> [WHAT TO WORK ON]
Below are some records; write them all out again exactly.

(Saved data entries)
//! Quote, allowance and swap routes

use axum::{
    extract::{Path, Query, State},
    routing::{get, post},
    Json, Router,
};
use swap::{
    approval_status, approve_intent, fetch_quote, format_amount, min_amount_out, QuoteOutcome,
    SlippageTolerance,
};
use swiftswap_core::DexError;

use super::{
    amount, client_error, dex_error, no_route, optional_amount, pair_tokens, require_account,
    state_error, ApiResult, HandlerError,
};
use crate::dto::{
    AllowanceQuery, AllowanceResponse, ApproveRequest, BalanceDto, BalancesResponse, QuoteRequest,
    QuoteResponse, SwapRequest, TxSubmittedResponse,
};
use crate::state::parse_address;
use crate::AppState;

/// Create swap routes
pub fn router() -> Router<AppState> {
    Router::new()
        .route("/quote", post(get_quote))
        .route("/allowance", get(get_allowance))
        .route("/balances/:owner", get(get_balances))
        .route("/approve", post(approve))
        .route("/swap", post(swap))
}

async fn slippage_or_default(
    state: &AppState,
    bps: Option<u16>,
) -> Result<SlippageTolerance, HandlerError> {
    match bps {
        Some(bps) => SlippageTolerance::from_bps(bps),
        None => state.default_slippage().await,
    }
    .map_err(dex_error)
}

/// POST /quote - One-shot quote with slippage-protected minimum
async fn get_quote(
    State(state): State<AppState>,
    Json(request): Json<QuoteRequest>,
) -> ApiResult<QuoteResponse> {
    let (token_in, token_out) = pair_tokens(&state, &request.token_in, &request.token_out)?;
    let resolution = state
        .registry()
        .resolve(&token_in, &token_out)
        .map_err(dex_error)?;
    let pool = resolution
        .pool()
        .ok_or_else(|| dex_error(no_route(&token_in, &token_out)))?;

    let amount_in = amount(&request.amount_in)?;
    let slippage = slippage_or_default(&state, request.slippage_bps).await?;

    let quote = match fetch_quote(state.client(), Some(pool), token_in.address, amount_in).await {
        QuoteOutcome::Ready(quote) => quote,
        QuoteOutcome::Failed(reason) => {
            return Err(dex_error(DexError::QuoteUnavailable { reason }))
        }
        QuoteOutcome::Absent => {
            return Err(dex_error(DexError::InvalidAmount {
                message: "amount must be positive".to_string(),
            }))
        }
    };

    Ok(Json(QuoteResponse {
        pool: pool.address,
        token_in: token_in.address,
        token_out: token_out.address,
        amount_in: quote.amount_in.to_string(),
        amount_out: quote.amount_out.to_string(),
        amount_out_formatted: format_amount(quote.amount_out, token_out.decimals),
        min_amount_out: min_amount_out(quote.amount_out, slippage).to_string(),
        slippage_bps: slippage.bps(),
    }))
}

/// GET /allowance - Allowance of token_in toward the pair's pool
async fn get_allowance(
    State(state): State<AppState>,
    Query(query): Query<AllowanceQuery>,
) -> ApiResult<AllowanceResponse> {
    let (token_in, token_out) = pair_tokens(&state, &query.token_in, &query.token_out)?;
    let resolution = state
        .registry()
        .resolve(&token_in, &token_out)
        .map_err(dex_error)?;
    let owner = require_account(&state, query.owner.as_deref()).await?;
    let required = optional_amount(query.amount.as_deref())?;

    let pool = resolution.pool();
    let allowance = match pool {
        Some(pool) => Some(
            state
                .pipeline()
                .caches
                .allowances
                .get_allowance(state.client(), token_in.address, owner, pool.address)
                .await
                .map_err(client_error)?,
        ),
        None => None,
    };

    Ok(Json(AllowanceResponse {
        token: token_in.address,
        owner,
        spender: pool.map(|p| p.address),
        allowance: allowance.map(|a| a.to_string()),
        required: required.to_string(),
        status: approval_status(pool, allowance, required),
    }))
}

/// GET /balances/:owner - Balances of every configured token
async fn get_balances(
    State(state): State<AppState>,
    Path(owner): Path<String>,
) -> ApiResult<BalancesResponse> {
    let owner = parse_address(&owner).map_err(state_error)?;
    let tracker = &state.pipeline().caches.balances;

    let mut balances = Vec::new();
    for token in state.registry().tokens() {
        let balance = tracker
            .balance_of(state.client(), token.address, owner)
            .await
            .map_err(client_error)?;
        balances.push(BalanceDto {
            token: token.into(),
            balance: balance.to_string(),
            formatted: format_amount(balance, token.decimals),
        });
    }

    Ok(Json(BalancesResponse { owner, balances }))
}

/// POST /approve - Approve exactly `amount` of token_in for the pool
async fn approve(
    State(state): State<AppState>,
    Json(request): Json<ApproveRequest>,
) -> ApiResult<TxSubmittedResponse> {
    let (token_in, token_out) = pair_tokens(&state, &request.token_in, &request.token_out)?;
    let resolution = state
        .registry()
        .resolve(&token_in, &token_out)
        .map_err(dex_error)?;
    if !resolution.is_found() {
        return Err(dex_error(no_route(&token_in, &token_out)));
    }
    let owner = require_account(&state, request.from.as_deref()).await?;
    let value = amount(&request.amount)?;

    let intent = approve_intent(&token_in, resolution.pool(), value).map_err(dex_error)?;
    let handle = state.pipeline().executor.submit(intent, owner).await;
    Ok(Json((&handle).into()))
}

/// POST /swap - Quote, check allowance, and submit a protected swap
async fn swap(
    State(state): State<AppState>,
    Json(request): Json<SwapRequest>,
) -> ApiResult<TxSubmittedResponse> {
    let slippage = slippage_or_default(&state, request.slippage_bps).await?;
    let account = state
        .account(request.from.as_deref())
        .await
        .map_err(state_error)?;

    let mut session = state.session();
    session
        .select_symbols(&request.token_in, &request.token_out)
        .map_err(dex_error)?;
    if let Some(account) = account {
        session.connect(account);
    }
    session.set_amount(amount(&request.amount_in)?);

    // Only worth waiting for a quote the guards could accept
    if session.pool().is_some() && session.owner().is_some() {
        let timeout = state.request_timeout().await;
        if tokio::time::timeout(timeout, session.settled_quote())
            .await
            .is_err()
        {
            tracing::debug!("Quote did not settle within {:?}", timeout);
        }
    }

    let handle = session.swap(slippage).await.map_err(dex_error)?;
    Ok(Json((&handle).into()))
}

> [REPLY TO THE TASK]
//! Quote, allowance and swap routes

use axum::{
    extract::{Path, Query, State},
    routing::{get, post},
    Json, Router,
};
use swap::{
    approval_status, approve_intent, fetch_quote, format_amount, min_amount_out, QuoteOutcome,
    SlippageTolerance,
};
use swiftswap_core::DexError;

use super::{
    amount, client_error, dex_error, no_route, optional_amount, pair_tokens, require_account,
    state_error, ApiResult, HandlerError,
};
use crate::dto::{
    AllowanceQuery, AllowanceResponse, ApproveRequest, BalanceDto, BalancesResponse, QuoteRequest,
    QuoteResponse, SwapRequest, TxSubmittedResponse,
};
use crate::state::parse_address;
use crate::AppState;

/// Create swap routes
pub fn router() -> Router<AppState> {
    Router::new()
        .route("/quote", post(get_quote))
        .route("/allowance", get(get_allowance))
        .route("/balances/:owner", get(get_balances))
        .route("/approve", post(approve))
        .route("/swap", post(swap))
}

async fn slippage_or_default(
    state: &AppState,
    bps: Option<u16>,
) -> Result<SlippageTolerance, HandlerError> {
    match bps {
        Some(bps) => SlippageTolerance::from_bps(bps),
        None => state.default_slippage().await,
    }
    .map_err(dex_error)
}

/// POST /quote - One-shot quote with slippage-protected minimum
async fn get_quote(
    State(state): State<AppState>,
    Json(request): Json<QuoteRequest>,
) -> ApiResult<QuoteResponse> {
    let (token_in, token_out) = pair_tokens(&state, &request.token_in, &request.token_out)?;
    let resolution = state
        .registry()
        .resolve(&token_in, &token_out)
        .map_err(dex_error)?;
    let pool = resolution
        .pool()
        .ok_or_else(|| dex_error(no_route(&token_in, &token_out)))?;

    let amount_in = amount(&request.amount_in)?;
    let slippage = slippage_or_default(&state, request.slippage_bps).await?;

    let quote = match fetch_quote(state.client(), Some(pool), token_in.address, amount_in).await {
        QuoteOutcome::Ready(quote) => quote,
        QuoteOutcome::Failed(reason) => {
            return Err(dex_error(DexError::QuoteUnavailable { reason }))
        }
        QuoteOutcome::Absent => {
            return Err(dex_error(DexError::InvalidAmount {
                message: "amount must be positive".to_string(),
            }))
        }
    };

    Ok(Json(QuoteResponse {
        pool: pool.address,
        token_in: token_in.address,
        token_out: token_out.address,
        amount_in: quote.amount_in.to_string(),
        amount_out: quote.amount_out.to_string(),
        amount_out_formatted: format_amount(quote.amount_out, token_out.decimals),
        min_amount_out: min_amount_out(quote.amount_out, slippage).to_string(),
        slippage_bps: slippage.bps(),
    }))
}

/// GET /allowance - Allowance of token_in toward the pair's pool
async fn get_allowance(
    State(state): State<AppState>,
    Query(query): Query<AllowanceQuery>,
) -> ApiResult<AllowanceResponse> {
    let (token_in, token_out) = pair_tokens(&state, &query.token_in, &query.token_out)?;
    let resolution = state
        .registry()
        .resolve(&token_in, &token_out)
        .map_err(dex_error)?;
    let owner = require_account(&state, query.owner.as_deref()).await?;
    let required = optional_amount(query.amount.as_deref())?;

    let pool = resolution.pool();
    let allowance = match pool {
        Some(pool) => Some(
            state
                .pipeline()
                .caches
                .allowances
                .get_allowance(state.client(), token_in.address, owner, pool.address)
                .await
                .map_err(client_error)?,
        ),
        None => None,
    };

    Ok(Json(AllowanceResponse {
        token: token_in.address,
        owner,
        spender: pool.map(|p| p.address),
        allowance: allowance.map(|a| a.to_string()),
        required: required.to_string(),
        status: approval_status(pool, allowance, required),
    }))
}

/// GET /balances/:owner - Balances of every configured token
async fn get_balances(
    State(state): State<AppState>,
    Path(owner): Path<String>,
) -> ApiResult<BalancesResponse> {
    let owner = parse_address(&owner).map_err(state_error)?;
    let tracker = &state.pipeline().caches.balances;

    let mut balances = Vec::new();
    for token in state.registry().tokens() {
        let balance = tracker
            .balance_of(state.client(), token.address, owner)
            .await
            .map_err(client_error)?;
        balances.push(BalanceDto {
            token: token.into(),
            balance: balance.to_string(),
            formatted: format_amount(balance, token.decimals),
        });
    }

    Ok(Json(BalancesResponse { owner, balances }))
}

/// POST /approve - Approve exactly `amount` of token_in for the pool
async fn approve(
    State(state): State<AppState>,
    Json(request): Json<ApproveRequest>,
) -> ApiResult<TxSubmittedResponse> {
    let (token_in, token_out) = pair_tokens(&state, &request.token_in, &request.token_out)?;
    let resolution = state
        .registry()
        .resolve(&token_in, &token_out)
        .map_err(dex_error)?;
    if !resolution.is_found() {
        return Err(dex_error(no_route(&token_in, &token_out)));
    }
    let owner = require_account(&state, request.from.as_deref()).await?;
    let value = amount(&request.amount)?;

    let intent = approve_intent(&token_in, resolution.pool(), value).map_err(dex_error)?;
    let handle = state.pipeline().executor.submit(intent, owner).await;
    Ok(Json((&handle).into()))
}

/// POST /swap - Quote, check allowance, and submit a protected swap
async fn swap(
    State(state): State<AppState>,
    Json(request): Json<SwapRequest>,
) -> ApiResult<TxSubmittedResponse> {
    let slippage = slippage_or_default(&state, request.slippage_bps).await?;
    let account = state
        .account(request.from.as_deref())
        .await
        .map_err(state_error)?;

    let mut session = state.session();
    session
        .select_symbols(&request.token_in, &request.token_out)
        .map_err(dex_error)?;
    if let Some(account) = account {
        session.connect(account);
    }
    session.set_amount(amount(&request.amount_in)?);

    // Only worth waiting for a quote the guards could accept
    if session.pool().is_some() && session.owner().is_some() {
        let timeout = state.request_timeout().await;
        if tokio::time::timeout(timeout, session.settled_quote())
            .await
            .is_err()
        {
            tracing::debug!("Quote did not settle within {:?}", timeout);
        }
    }

    let handle = session.swap(slippage).await.map_err(dex_error)?;
    Ok(Json((&handle).into()))
}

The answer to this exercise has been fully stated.